When I run this, it goes through the code, but there is no data in them (everything is black). Now I have a real problem here as I don't entirely understand the math I'm doing (this is for HW), and I don't have a firm grasp on Python.
U[index[0],index[1]] = aperaturearray[index[0],index[1]] * np.exp(1j*k*((index[0]-middle)**2+(index[1]-middle)**2)/(2*z))
Should that line work for performing elementwise calculations on my array?
Could you perhaps post a minimal, yet complete, example? One that we can copy/paste and run ourselves?
In the meantime, in the first two lines of your current example:
h = aperatureimage
h[:,:] = 0
you set both 'aperatureimage' and 'h' to 0. That's probably not what you intended. You might want to consider:
h = aperatureimage.copy()
This generates a copy of aperatureimage while your code simply points h to the same array as aperatureimage. So changing one changes the other.
Be aware, copying very large arrays might cost you more memory then you would prefer.
What I think you are trying to do is this:
import numpy as np
N = 2048
M = 64
a = np.zeros((N, N))
a[N/2-M:N/2+M,N/2-M:N/2+M]=1
x,y = np.meshgrid(np.linspace(0, 1, N), np.linspace(0, 1, N))
b = a.copy()
indices = np.where(a>0)
b[indices] = np.exp(x[indices]**2+y[indices]**2)

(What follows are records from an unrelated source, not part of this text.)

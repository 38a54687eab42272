//! Browser bindings (wasm32 only)
//!
//! A thin wrapper so a JS host can drive the controller from
//! `requestAnimationFrame` and draw the returned shapes on a canvas.

use wasm_bindgen::prelude::*;

use crate::game::{Control, GameController};
use crate::persistence::LocalStorageStore;
use crate::settings::Settings;

#[wasm_bindgen(start)]
pub fn wasm_start() {
    console_error_panic_hook::set_once();
    if console_log::init_with_level(log::Level::Info).is_err() {
        return;
    }
    log::info!("Asteroids core loaded");
}

fn js_err(e: impl std::fmt::Display) -> JsValue {
    JsValue::from_str(&e.to_string())
}

#[wasm_bindgen]
pub struct WebGame {
    inner: GameController<LocalStorageStore>,
}

#[wasm_bindgen]
impl WebGame {
    #[wasm_bindgen(constructor)]
    pub fn new(viewport_width: f32, viewport_height: f32) -> WebGame {
        let mut settings = Settings::load();
        settings.viewport_width = viewport_width;
        settings.viewport_height = viewport_height;
        WebGame {
            inner: GameController::new(settings, LocalStorageStore::new()),
        }
    }

    pub fn start(&mut self) -> bool {
        self.inner.start()
    }

    /// One tick; false when nothing advanced
    pub fn frame(&mut self) -> bool {
        self.inner.frame().advanced
    }

    pub fn key_down(&mut self, key: &str) {
        match key {
            "Escape" | "p" => {
                self.inner.toggle_pause();
            }
            _ => {
                if let Some(control) = Control::from_key(key) {
                    self.inner.press(control);
                }
            }
        }
    }

    pub fn key_up(&mut self, key: &str) {
        if let Some(control) = Control::from_key(key) {
            self.inner.release(control);
        }
    }

    pub fn toggle_pause(&mut self) -> bool {
        self.inner.toggle_pause()
    }

    pub fn quit(&mut self) -> bool {
        self.inner.quit()
    }

    pub fn restart(&mut self) -> bool {
        self.inner.restart()
    }

    pub fn set_autopilot(&mut self, enabled: bool) {
        self.inner.set_autopilot(enabled);
    }

    pub fn submit_score(&mut self, name: &str) -> Result<(), JsValue> {
        self.inner.submit_score(name).map_err(js_err)
    }

    /// New viewport; remembered for the next page load
    pub fn resize(&mut self, viewport_width: f32, viewport_height: f32) {
        self.inner.resize(viewport_width, viewport_height);
        self.inner.settings().save();
    }

    pub fn snapshot_json(&self) -> Result<String, JsValue> {
        serde_json::to_string(&self.inner.snapshot()).map_err(js_err)
    }

    pub fn shapes_json(&self) -> Result<String, JsValue> {
        serde_json::to_string(&self.inner.draw_list().shapes).map_err(js_err)
    }

    pub fn leaderboard_json(&self) -> Result<String, JsValue> {
        serde_json::to_string(&self.inner.leaderboard_ranked()).map_err(js_err)
    }
}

Or something similar. This, in any case, sets some values in 'b' based on the x/y coordinates where 'a' is bigger than 0. Try visualizing it with imshow. Good luck!
Concerning the edit
You should normalize your output so it fits in the 8 bit integer. Currently, one of your arrays has a maximum value much larger than 255 and one has a maximum much smaller. Try this instead:
fim = Image.fromarray(np.uint8(255*Ufim/np.amax(Ufim)))
fim.save("PATH\Fim.jpg")
ftfm = Image.fromarray(np.uint8(255*Utfm/np.amax(Utfm)))
ftfm.save("PATH\FTFM.jpg")
Also consider np.zeros_like() instead of copying and clearing H and U.
Finally, I personally very much like working with ipython when developing something like this. If you put the code in your Diffraction function in the top level of your script (in place of 'if __ name __ &c.'), then you can access the variables directly from ipython. A quick command like np.amax(Utfm) would show you that there are indeed values!=0. imshow() is always nice to look at matrices.